L’Humanité, 20 décembre 2007, par Alain Nicolas

L’écriture comme dernière phrase

Entre rêve et réalité, entre deux rives et deux pays, la littérature se met en danger.

« Je t’accorde une phrase, une seule. » Une dernière phrase avant de mourir, un répit accordé à un homme qui écrit à son fils, pour son fils, absent. Que dire quand on n’a plus qu’une phrase pour tout dire ? Pour parler de la lumière qui baigne cette place où se tient, de manière immémoriale, le marché du vendredi. Pour entrer dans le détail des lignes brisées des maisons qu’on voit comme si c’était la première fois. Pour dire tout ce qu’on n’a jamais dit à son enfant, en parlant de feuilles éclairées en transparence, de poussière scintillant dans les rayons, pour dire que le monde est là. L’écriture comme suspense, pour, dans cet après‑midi paradisiaque, faire patienter la mort. Et dans cette dernière phrase qui n’en finit pas de conclure, l’homme qui écrit ne peut manquer de glisser ce qu’il voit, cette femme androgyne, pâle, qui lui a réaffirmé les droits qu’elle avait sur lui et « qui semble attendre quelque chose, mais quoi ? ».

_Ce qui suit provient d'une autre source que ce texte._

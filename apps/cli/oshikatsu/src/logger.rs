//! Logging for the oshikatsu CLI.
//!
//! Provides dual output (stderr with colors + file) with thread-safe initialization.

use crate::error::OshikatsuError;

use common::ErrorLocation;

use std::io::stderr;
use std::path::Path;
use std::sync::Once;
use std::sync::atomic::{AtomicBool, Ordering};
use std::time::SystemTime;

use fern::Dispatch;
use fern::colors::Color::{Blue, Green, Magenta, Red, Yellow};
use fern::colors::ColoredLevelConfig;
use humantime::format_rfc3339;
use log::{LevelFilter, info, warn};

/// Thread-safe initialization guard.
static INIT_LOGGER_ONCE: Once = Once::new();

/// Tracks if logger initialization was already attempted.
static LOGGER_ALREADY_CALLED: AtomicBool = AtomicBool::new(false);

/// Log file name.
pub const LOG_FILE_NAME: &str = "oshikatsu.log";

const LOGGER_INITIALIZED_MESSAGE_PREFIX: &str = "Logger initialized with level: ";

const LOGGER_ALREADY_INITIALIZED_MESSAGE: &str = "Logger already initialized";

/// Default log level for debug builds.
#[cfg(debug_assertions)]
const LOG_LEVEL: LevelFilter = LevelFilter::Debug;

/// Default log level for release builds.
#[cfg(not(debug_assertions))]
const LOG_LEVEL: LevelFilter = LevelFilter::Info;

/// Console level unless `--verbose`; command output owns the terminal.
const QUIET_CONSOLE_LEVEL: LevelFilter = LevelFilter::Warn;

/// File level, then console level.
pub fn levels(verbose: bool) -> (LevelFilter, LevelFilter) {
    if verbose {
        (LevelFilter::Debug, LevelFilter::Debug)
    } else {
        (LOG_LEVEL, QUIET_CONSOLE_LEVEL)
    }
}

/// Initialize the logger with dual output (stderr + file).
///
/// Safe to call multiple times: later calls log a warning and return Ok.
///
/// # Errors
///
/// Returns an error if the log directory or file cannot be created, or if
/// another global logger is already installed.
pub fn initialize(log_dir: &Path, verbose: bool) -> Result<(), OshikatsuError> {
    if LOGGER_ALREADY_CALLED.swap(true, Ordering::SeqCst) {
        warn!("{LOGGER_ALREADY_INITIALIZED_MESSAGE}");
        return Ok(());
    }

    let mut result = Ok(());

    INIT_LOGGER_ONCE.call_once(|| {
        let (file_level, _) = levels(verbose);
        result = initialize_internal(log_dir, verbose);
        if result.is_ok() {
            info!("{LOGGER_INITIALIZED_MESSAGE_PREFIX}{file_level:?}");
        }
    });

    result
}

#[track_caller]
pub(crate) fn initialize_internal(log_dir: &Path, verbose: bool) -> Result<(), OshikatsuError> {
    let (file_level, console_level) = levels(verbose);

    std::fs::create_dir_all(log_dir).map_err(|e| OshikatsuError::Oshikatsu {
        message: format!("Failed to create log directory {}: {e}", log_dir.display()),
        location: ErrorLocation::from(std::panic::Location::caller()),
    })?;

    let log_file_path = log_dir.join(LOG_FILE_NAME);

    let color_configuration = ColoredLevelConfig::new()
        .debug(Blue)
        .info(Green)
        .warn(Yellow)
        .error(Red)
        .trace(Magenta);

    let base_dispatch = Dispatch::new().level(file_level.max(console_level));

    let console_dispatch = Dispatch::new()
        .level(console_level)
        .format(move |out, message, record| {
            out.finish(format_args!(
                "[{date} - {level}] {message} [{file}:{line}]",
                date = format_rfc3339(SystemTime::now()),
                level = color_configuration.color(record.level()),
                message = message,
                file = record.file().unwrap_or("unknown"),
                line = record.line().unwrap_or(0),
            ))
        })
        .chain(stderr());

    // Plain text, no colors
    let file_dispatch = Dispatch::new()
        .level(file_level)
        .format(move |out, message, record| {
            out.finish(format_args!(
                "[{date} - {level}] {message} [{file}:{line}]",
                date = format_rfc3339(SystemTime::now()),
                level = record.level(),
                message = message,
                file = record.file().unwrap_or("unknown"),
                line = record.line().unwrap_or(0)
            ))
        })
        .chain(
            fern::log_file(&log_file_path).map_err(|e| OshikatsuError::Oshikatsu {
                message: format!("Failed to create log file: {e}"),
                location: ErrorLocation::from(std::panic::Location::caller()),
            })?,
        );

    base_dispatch
        .chain(console_dispatch)
        .chain(file_dispatch)
        .apply()
        .map_err(|e| OshikatsuError::Oshikatsu {
            message: format!("Failed to initialize logger: {e}"),
            location: ErrorLocation::from(std::panic::Location::caller()),
        })?;

    Ok(())
}
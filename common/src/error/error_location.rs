//! Source location captured at the point an error is constructed.

use serde::Serialize;
use std::fmt::{Display, Formatter, Result as FormatResult};
use std::panic::Location as PanicLocation;

#[derive(Debug, Clone, Copy, PartialEq, Eq, Serialize)]
pub struct ErrorLocation {
    pub file: &'static str,
    pub line: u32,
    pub column: u32,
}

impl ErrorLocation {
    pub const fn from(location: &'static PanicLocation<'static>) -> Self {
        Self {
            file: location.file(),
            line: location.line(),
            column: location.column(),
        }
    }
}

impl Display for ErrorLocation {
    fn fmt(&self, formatter: &mut Formatter<'_>) -> FormatResult {
        write!(formatter, "[{}:{}:{}]", self.file, self.line, self.column)
    }
}
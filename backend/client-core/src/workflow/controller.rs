use super::state::{Effect, SearchCriteria, SearchForm, WorkflowState};

use crate::api::OshiGroupApi;
use crate::error::{ApiError, WorkflowError};
use crate::validation::OshiGroupForm;

use models::{GroupId, OshiGroup};

use log::debug;

/// One group page: the workflow state plus the API it drives.
///
/// Async operations take `&mut self`, so at most one backend call per page is
/// ever outstanding.
pub struct GroupPage<A: OshiGroupApi> {
    api: A,
    state: WorkflowState,
}

impl<A: OshiGroupApi> GroupPage<A> {
    pub fn new(api: A) -> Self {
        Self {
            api,
            state: WorkflowState::new(),
        }
    }

    pub fn state(&self) -> &WorkflowState {
        &self.state
    }

    pub fn api(&self) -> &A {
        &self.api
    }

    pub fn search_form_mut(&mut self) -> &mut SearchForm {
        &mut self.state.search_form
    }

    pub fn form_mut(&mut self) -> Option<&mut OshiGroupForm> {
        self.state.form_mut()
    }

    /// Run the search in the search form and show its result.
    pub async fn search(&mut self) -> Result<(), WorkflowError> {
        let effect = self.state.submit_search()?;
        self.run(effect).await
    }

    pub fn open_create(&mut self) -> Result<(), WorkflowError> {
        self.state.open_create()
    }

    pub fn open_edit(&mut self, group_id: GroupId) -> Result<(), WorkflowError> {
        self.state.open_edit(group_id)
    }

    pub fn close_modal(&mut self) -> Result<(), WorkflowError> {
        self.state.close_modal()
    }

    /// Save the modal form. A successful save refetches the list.
    pub async fn submit(&mut self) -> Result<(), WorkflowError> {
        let effect = self.state.submit_modal()?;
        self.run(effect).await
    }

    pub fn dismiss_search_error(&mut self) {
        self.state.dismiss_search_error();
    }

    pub fn dismiss_modal_error(&mut self) {
        self.state.dismiss_modal_error();
    }

    async fn run(&mut self, mut effect: Option<Effect>) -> Result<(), WorkflowError> {
        while let Some(current) = effect.take() {
            debug!("Running effect: {:?}", current);

            effect = match current {
                Effect::Search(criteria) => {
                    let result = self.fetch(&criteria).await;
                    self.state.finish_search(result)?;
                    None
                }
                Effect::Create(request) => {
                    let result = self.api.create(&request).await;
                    self.state.finish_submit(result)?
                }
                Effect::Update(request) => {
                    let result = self.api.update(&request).await;
                    self.state.finish_submit(result)?
                }
            };
        }

        Ok(())
    }

    async fn fetch(&self, criteria: &SearchCriteria) -> Result<Vec<OshiGroup>, ApiError> {
        match criteria {
            SearchCriteria::Company { query } => self.api.list_by_company(query).await,
            SearchCriteria::GroupName {
                exact,
                fuzzy,
                query,
            } => self.api.list_by_group_name(*exact, *fuzzy, query).await,
        }
    }
}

La mort qui fait retour dans les lignes qui la mettaient en sursis, c’est peut‑être une manière de dire la littérature. C’est celle de Jean‑Yves Masson. Cette nouvelle, sereine, ouvre le recueil que nous donne cet auteur rare, et qui a récemment été distingué. Cette atmosphère proche du fantastique baigne chacun de ces textes. Un garde forestier croit suivre des contrebandiers, franchit une frontière et s’aperçoit que, pour les gens de « l’autre pays », la ville d’où il vient n’a jamais existé. Un arpenteur découvre, lancé sur une rivière dont il connaît chaque méandre, un pont nouveau, bâti en quelques jours, sans que personne n’en sache rien. Un pont à la géométrie parfaite, invitant au franchissement, et dont la courbe s’amplifie à l’infini sitôt le passant engagé. Il n’atteindra jamais l’autre rive, mais ne cessera de s’élever jusqu’aux étoiles. Suspendu entre terre et ciel, il comprend que, « d’une pensée d’amour qu’il aura pour ce monde où le mot proche et le mot lointain ont perdu le sens qui les déchire, dépend le salut de ce qui viendra après lui ». Consentir à un monde entre rêve et réalité, chercher à occuper cette frontière invisible et dangereuse, c’est peut‑être la tâche de l’écrivain. À l’image de ce nageur qui meurt de s’être tenu en équilibre un instant sur un rocher affleurant à l’exact niveau de la mer, avant que les vagues ne le précipitent « sur les angles pointus des roches voisines ».

En ces nouvelles d’une belle écriture classique se donne à voir un univers pris entre Gracq et Kafka, habité d’images fortes, où se dit avec art et discrétion cette expérience des limites qu’est la littérature.